As the Mosquito climbed toward a safe flying altitude the pilot switched on the intercom and told the professor and the navigator to turn on their oxygen gear. The aircraft continued to climb to between 27,000 and 30,000 feet. A little while later, looking at his instruments, the pilot became alarmed. Something was very wrong. Dr. Bohr’s oxygen equipment was not working. The pilot was now very concerned, but his orders were not to turn back, and while they were in the air there was no way to get to the passenger’s seat in the bomb bay.
The only thing to do was to keep on toward Britain. However, after passing over Jutland the pilot dived, and from then they flew on at a much lower altitude.

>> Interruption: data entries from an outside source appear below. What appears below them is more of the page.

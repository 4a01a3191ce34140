//! Operator commands: pause, resume, status
//!
//! These act through the same engine methods the automatic risk manager
//! uses, so an operator command racing the circuit breaker converges
//! through the same ledger operations. They operate on whatever store the
//! process is configured with; against the in-memory reference store they
//! affect only strategies seeded from the config file.

use crate::config::Config;
use crate::engine::{seed_strategies, Engine};
use crate::exchange::{ClobClient, ClobConfig, ClobFillResolver};
use crate::market::{GammaClient, GammaConfig, MarketDataClient};
use crate::store::{MemoryStore, OrderFilter, OrderStore, PageRequest, StrategyStore};
use clap::Args;
use std::sync::Arc;
use std::time::Duration;
use uuid::Uuid;

#[derive(Args, Debug)]
pub struct PauseArgs {
    /// Strategy to pause
    #[arg(long)]
    pub strategy_id: Uuid,

    /// Reason recorded on the strategy
    #[arg(long, default_value = "operator pause")]
    pub reason: String,
}

impl PauseArgs {
    pub async fn execute(&self, config: &Config) -> anyhow::Result<()> {
        let engine = build_engine(config).await?;
        let strategy = engine.pause(self.strategy_id, self.reason.clone()).await?;
        println!(
            "Paused {} ({}): {} moved to cooldown",
            strategy.id, strategy.owner, strategy.cooldown_capital
        );
        Ok(())
    }
}

#[derive(Args, Debug)]
pub struct ResumeArgs {
    /// Strategy to resume
    #[arg(long)]
    pub strategy_id: Uuid,
}

impl ResumeArgs {
    pub async fn execute(&self, config: &Config) -> anyhow::Result<()> {
        let engine = build_engine(config).await?;
        let strategy = engine.resume(self.strategy_id).await?;
        println!(
            "Resumed {} ({}): {} available",
            strategy.id, strategy.owner, strategy.available_cash
        );
        Ok(())
    }
}

#[derive(Args, Debug)]
pub struct CancelArgs {
    /// Order to cancel
    #[arg(long)]
    pub order_id: Uuid,
}

impl CancelArgs {
    pub async fn execute(&self, config: &Config) -> anyhow::Result<()> {
        let engine = build_engine(config).await?;
        let outcome = engine.cancel_order(self.order_id).await?;
        println!("Cancelled {}: {:?}", self.order_id, outcome);
        Ok(())
    }
}

#[derive(Args, Debug)]
pub struct StatusArgs {
    /// Limit output to one strategy
    #[arg(long)]
    pub strategy_id: Option<Uuid>,
}

impl StatusArgs {
    pub async fn execute(&self, config: &Config) -> anyhow::Result<()> {
        let engine = build_engine(config).await?;
        let strategies = engine.strategies();
        let orders = engine.orders();
        let market_data = GammaClient::with_config(GammaConfig {
            base_url: config.market.gamma_base_url.clone(),
            timeout: Duration::from_secs(config.market.request_timeout_secs),
        });

        let mut request = PageRequest::first(config.jobs.page_size);
        loop {
            let page = strategies.list_active(request).await?;
            for strategy in &page.items {
                if let Some(only) = self.strategy_id {
                    if strategy.id != only {
                        continue;
                    }
                }

                println!("Strategy {} ({})", strategy.id, strategy.owner);
                println!("  mirrors:   {}", strategy.mirrored_source);
                println!(
                    "  ledger:    available={} locked={} cooldown={}",
                    strategy.available_cash, strategy.locked_capital, strategy.cooldown_capital
                );
                println!(
                    "  equity:    {} (initial {}, drawdown {})",
                    strategy.equity(),
                    strategy.initial_capital,
                    strategy.current_drawdown_pct
                );
                if strategy.is_paused {
                    let reason = strategy
                        .pause_reason
                        .as_ref()
                        .map(|r| r.to_string())
                        .unwrap_or_else(|| "unknown".to_string());
                    println!("  paused:    {}", reason);
                }

                let open = orders
                    .list(
                        OrderFilter {
                            strategy_id: Some(strategy.id),
                            open_only: true,
                            ..Default::default()
                        },
                        PageRequest::first(config.jobs.page_size),
                    )
                    .await?;
                println!("  open orders: {}", open.items.len());
                for order in &open.items {
                    // Display only; current prices never feed the ledger
                    let prices = market_data
                        .get_outcome_prices(&order.market_id)
                        .await
                        .ok()
                        .flatten();
                    let quote = prices
                        .map(|p| format!("{:?} @ {:?}", p.outcomes, p.prices))
                        .unwrap_or_else(|| "unavailable".to_string());
                    println!(
                        "    {} {} ${} filled {} | market: {}",
                        order.id, order.token_id, order.signal_size_usd, order.fill_rate, quote
                    );
                }
            }
            match page.next {
                Some(next) => request = next,
                None => break,
            }
        }

        Ok(())
    }
}

async fn build_engine(config: &Config) -> anyhow::Result<Engine> {
    let store = Arc::new(MemoryStore::new());
    let strategies: Arc<dyn StrategyStore> = store.clone();
    let orders: Arc<dyn OrderStore> = store.clone();
    seed_strategies(&strategies, config).await?;

    let exchange = Arc::new(ClobClient::with_config(ClobConfig {
        base_url: config.exchange.clob_base_url.clone(),
        timeout: Duration::from_secs(config.exchange.request_timeout_secs),
        api_key: config.exchange.api_key.clone(),
    }));
    let fills = Arc::new(ClobFillResolver::new(
        config.exchange.clob_base_url.clone(),
        Duration::from_secs(config.exchange.request_timeout_secs),
    ));

    Ok(Engine::new(
        strategies,
        orders,
        exchange,
        fills,
        config.jobs.clone(),
    ))
}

When the plane at last touched down, its worried pilot rushed under the fuselage to open the bomb bay. The physicist was slumped over in his seat, his eyes shut. Aware of the effects of high-altitude flying without proper oxygen, the pilot was very much afraid that his precious passenger might be dead, or, if still alive, that his brain cells would be seriously damaged.
However, when the airman tapped him, Bohr awakened. He had, he said, slept through the entire flight. He had been unable to fit his headphones down over his flying helmet and had not heard the instruction to use his oxygen mask. With it still in his lap, he had dozed.

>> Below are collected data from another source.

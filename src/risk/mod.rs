//! Risk manager
//!
//! Per-strategy circuit breaker: ACTIVE and PAUSED states with automatic
//! transitions driven by drawdown, consecutive losses, and daily realized
//! loss. Pausing sweeps free cash into the cooldown bucket; resuming
//! (manual, or automatic once the cooldown elapses) sweeps it back. The
//! operator commands and the automatic breaker converge through the same
//! ledger operations, so they are safe to run concurrently.

use crate::error::Result;
use crate::ledger::CapitalLedger;
use crate::order::OrderOutcome;
use crate::store::{OrderFilter, OrderStore, PageRequest, StrategyStore};
use crate::strategy::{PauseReason, Strategy, StrategyId};
use chrono::{Duration, Utc};
use rust_decimal::Decimal;
use rust_decimal_macros::dec;
use std::sync::Arc;
use std::time::Instant;

/// Counters for one risk cycle
#[derive(Debug, Default, Clone, Copy)]
pub struct RiskStats {
    pub evaluated: usize,
    pub paused: usize,
    pub resumed: usize,
    pub failed: usize,
    pub deadline_hit: bool,
}

/// Circuit breaker over all strategies
#[derive(Clone)]
pub struct RiskManager {
    strategies: Arc<dyn StrategyStore>,
    orders: Arc<dyn OrderStore>,
    ledger: CapitalLedger,
    page_size: usize,
}

impl RiskManager {
    /// Create a risk manager over the given stores
    pub fn new(
        strategies: Arc<dyn StrategyStore>,
        orders: Arc<dyn OrderStore>,
        ledger: CapitalLedger,
        page_size: usize,
    ) -> Self {
        Self {
            strategies,
            orders,
            ledger,
            page_size,
        }
    }

    /// Evaluate every active strategy once, stopping at the deadline
    pub async fn evaluate_all(&self, deadline: Instant) -> RiskStats {
        let mut stats = RiskStats::default();

        let mut request = PageRequest::first(self.page_size);
        loop {
            let page = match self.strategies.list_active(request).await {
                Ok(page) => page,
                Err(e) => {
                    tracing::error!(error = %e, "Failed to list strategies");
                    return stats;
                }
            };

            for strategy in &page.items {
                if Instant::now() >= deadline {
                    stats.deadline_hit = true;
                    return stats;
                }

                stats.evaluated += 1;
                match self.evaluate_strategy(strategy.id).await {
                    Ok(Evaluation::Paused(_)) => stats.paused += 1,
                    Ok(Evaluation::Resumed) => stats.resumed += 1,
                    Ok(Evaluation::Unchanged) => {}
                    Err(e) => {
                        stats.failed += 1;
                        tracing::warn!(
                            strategy_id = %strategy.id,
                            error = %e,
                            "Risk evaluation failed, skipping strategy"
                        );
                    }
                }
            }

            match page.next {
                Some(next) => request = next,
                None => break,
            }
        }

        stats
    }

    /// Evaluate one strategy's breaker conditions
    pub async fn evaluate_strategy(&self, strategy_id: StrategyId) -> Result<Evaluation> {
        let strategy = self.strategies.get(strategy_id).await?;
        if !strategy.is_active {
            return Ok(Evaluation::Unchanged);
        }

        if strategy.is_paused {
            // Sweep any cash that leaked back to availability while paused
            // (e.g. reconciliation after a late fill)
            if strategy.available_cash > dec!(0.01) {
                self.ledger.enter_cooldown(strategy_id).await?;
            }
            if self.cooldown_elapsed(&strategy) {
                self.resume(strategy_id).await?;
                return Ok(Evaluation::Resumed);
            }
            return Ok(Evaluation::Unchanged);
        }

        if strategy.current_drawdown_pct >= strategy.circuit_breaker_loss_pct {
            let reason = PauseReason::DrawdownLimit(strategy.current_drawdown_pct);
            self.pause(strategy_id, reason.clone()).await?;
            return Ok(Evaluation::Paused(reason));
        }

        if let Some(max_losses) = strategy.max_consecutive_losses {
            let streak = self.consecutive_losses(strategy_id).await?;
            if streak >= max_losses {
                let reason = PauseReason::ConsecutiveLosses(streak);
                self.pause(strategy_id, reason.clone()).await?;
                return Ok(Evaluation::Paused(reason));
            }
        }

        if let Some(max_daily_loss) = strategy.max_daily_loss {
            let loss = self.daily_realized_loss(strategy_id).await?;
            if loss > max_daily_loss {
                let reason = PauseReason::DailyLossLimit(loss);
                self.pause(strategy_id, reason.clone()).await?;
                return Ok(Evaluation::Paused(reason));
            }
        }

        Ok(Evaluation::Unchanged)
    }

    /// Pause a strategy and move its free cash into cooldown
    ///
    /// Idempotent: pausing an already-paused strategy only re-records the
    /// reason. Flags are written before the money moves; a crash in
    /// between leaves a paused strategy whose cash the next risk cycle
    /// sweeps into cooldown.
    pub async fn pause(&self, strategy_id: StrategyId, reason: PauseReason) -> Result<Strategy> {
        let reason_for_log = reason.clone();
        self.strategies
            .mutate(
                strategy_id,
                Box::new(move |s| {
                    if !s.is_paused {
                        s.is_paused = true;
                        s.paused_at = Some(Utc::now());
                    }
                    s.pause_reason = Some(reason);
                    Ok(())
                }),
            )
            .await?;

        let strategy = self.ledger.enter_cooldown(strategy_id).await?;

        tracing::warn!(
            strategy_id = %strategy_id,
            reason = %reason_for_log,
            cooldown_capital = %strategy.cooldown_capital,
            "Strategy paused"
        );

        Ok(strategy)
    }

    /// Resume a strategy and restore its cooldown cash
    ///
    /// Always allowed for operators; the money moves before the flags
    /// clear, so a crash in between leaves a paused strategy that a
    /// second resume call finishes without double-moving funds.
    pub async fn resume(&self, strategy_id: StrategyId) -> Result<Strategy> {
        self.ledger.exit_cooldown(strategy_id).await?;

        let strategy = self
            .strategies
            .mutate(
                strategy_id,
                Box::new(|s| {
                    s.is_paused = false;
                    s.pause_reason = None;
                    s.paused_at = None;
                    Ok(())
                }),
            )
            .await?;

        tracing::info!(
            strategy_id = %strategy_id,
            available_cash = %strategy.available_cash,
            "Strategy resumed"
        );

        Ok(strategy)
    }

    fn cooldown_elapsed(&self, strategy: &Strategy) -> bool {
        if strategy.cooldown_hours <= 0 {
            return false;
        }
        match strategy.paused_at {
            Some(paused_at) => {
                Utc::now() - paused_at >= Duration::hours(strategy.cooldown_hours)
            }
            // No pause timestamp to measure from: wait for manual resume
            None => false,
        }
    }

    /// Length of the current trailing run of resolved losses
    async fn consecutive_losses(&self, strategy_id: StrategyId) -> Result<u32> {
        let mut resolved: Vec<(chrono::DateTime<Utc>, OrderOutcome)> = Vec::new();

        let filter = OrderFilter {
            strategy_id: Some(strategy_id),
            outcomes: Some(vec![OrderOutcome::Won, OrderOutcome::Lost]),
            ..Default::default()
        };
        let mut request = PageRequest::first(self.page_size);
        loop {
            let page = self.orders.list(filter.clone(), request).await?;
            for order in &page.items {
                if let Some(resolved_at) = order.resolved_at {
                    resolved.push((resolved_at, order.outcome));
                }
            }
            match page.next {
                Some(next) => request = next,
                None => break,
            }
        }

        resolved.sort_by_key(|(at, _)| *at);

        let mut streak = 0;
        for (_, outcome) in resolved.iter().rev() {
            if *outcome == OrderOutcome::Lost {
                streak += 1;
            } else {
                break;
            }
        }
        Ok(streak)
    }

    /// Realized loss over orders resolved today (UTC), as a positive number
    async fn daily_realized_loss(&self, strategy_id: StrategyId) -> Result<Decimal> {
        let today = Utc::now().date_naive();
        let mut pnl_today = dec!(0);

        let filter = OrderFilter {
            strategy_id: Some(strategy_id),
            outcomes: Some(vec![OrderOutcome::Won, OrderOutcome::Lost]),
            ..Default::default()
        };
        let mut request = PageRequest::first(self.page_size);
        loop {
            let page = self.orders.list(filter.clone(), request).await?;
            for order in &page.items {
                let resolved_today = order
                    .resolved_at
                    .map(|at| at.date_naive() == today)
                    .unwrap_or(false);
                if resolved_today {
                    pnl_today += order.pnl.unwrap_or(dec!(0));
                }
            }
            match page.next {
                Some(next) => request = next,
                None => break,
            }
        }

        Ok((-pnl_today).max(dec!(0)))
    }
}

/// What one evaluation did to a strategy
#[derive(Debug, Clone, PartialEq)]
pub enum Evaluation {
    Unchanged,
    Paused(PauseReason),
    Resumed,
}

After some months in Britain, Professor Bohr was taken to America where, for about a year and a half, he worked on the atomic bomb project. During this time he was kept under security guard and was not allowed to use his own name. His colleagues on the Los Alamos project did their best to keep other people from knowing who the famous Dane was, but many stories have been told about the problems American security officers had in guarding the physicist. According to one story, Bohr was taken to New York City to consult with some scientists, and when walking down the street one day he encountered a lady from Copenhagen. ‘Why, hello, Dr. Bohr!’ she said. ‘I didn’t know you were in America.’
‘I’m very sorry,’ Bohr said, for once mindful of security regulations, ‘but you’re mistaken. My name isn’t Bohr.’
‘Oh, but you’re Niels Bohr. I knew you in Copenhagen.’
‘I’m very sorry, madam,’ the professor replied, ‘I’m not Niels Bohr.’ Then his eyes brightened. ‘But how are you, Mrs. Hansen?’